- **Task**
From the records, pick out and copy each line containing "impl".

- **Data records**

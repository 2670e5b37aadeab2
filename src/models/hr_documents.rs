use crate::models::schema::hr_documents;
use chrono::{DateTime, Utc};
use diesel::prelude::*;
use serde::{Deserialize, Serialize};
use thiserror::Error;
use uuid::Uuid;

#[derive(Error, Debug)]
pub enum HrDocumentError {
    #[error("Database error: {0}")]
    DatabaseError(#[from] diesel::result::Error),
}

/// Uploaded HR policy document. Never physically removed; deletion only
/// clears `is_active` so historical conversation citations stay resolvable.
#[derive(Queryable, Identifiable, Serialize, Deserialize, Clone, Debug)]
#[diesel(table_name = hr_documents)]
pub struct HrDocument {
    pub id: Uuid,
    pub name: String,
    pub category: String,
    pub file_path: String,
    pub file_size: Option<i32>,
    pub mime_type: Option<String>,
    pub uploaded_by: String,
    pub is_active: bool,
    pub vector_count: i32,
    pub processed_at: Option<DateTime<Utc>>,
    pub created_at: DateTime<Utc>,
}

impl HrDocument {
    pub fn list_active(conn: &mut PgConnection) -> Result<Vec<HrDocument>, HrDocumentError> {
        hr_documents::table
            .filter(hr_documents::is_active.eq(true))
            .order(hr_documents::created_at.desc())
            .load::<HrDocument>(conn)
            .map_err(HrDocumentError::DatabaseError)
    }

    /// Soft delete. Returns the number of rows flipped.
    pub fn soft_delete(
        conn: &mut PgConnection,
        document_id: Uuid,
    ) -> Result<usize, HrDocumentError> {
        diesel::update(hr_documents::table.find(document_id))
            .set(hr_documents::is_active.eq(false))
            .execute(conn)
            .map_err(HrDocumentError::DatabaseError)
    }
}

#[derive(Insertable, Debug, Clone)]
#[diesel(table_name = hr_documents)]
pub struct NewHrDocument {
    pub id: Uuid,
    pub name: String,
    pub category: String,
    pub file_path: String,
    pub file_size: Option<i32>,
    pub mime_type: Option<String>,
    pub uploaded_by: String,
    pub vector_count: i32,
    pub processed_at: Option<DateTime<Utc>>,
}

impl NewHrDocument {
    pub fn insert(&self, conn: &mut PgConnection) -> Result<HrDocument, HrDocumentError> {
        diesel::insert_into(hr_documents::table)
            .values(self)
            .get_result::<HrDocument>(conn)
            .map_err(HrDocumentError::DatabaseError)
    }
}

- **Your response**
impl HrDocument {
impl NewHrDocument {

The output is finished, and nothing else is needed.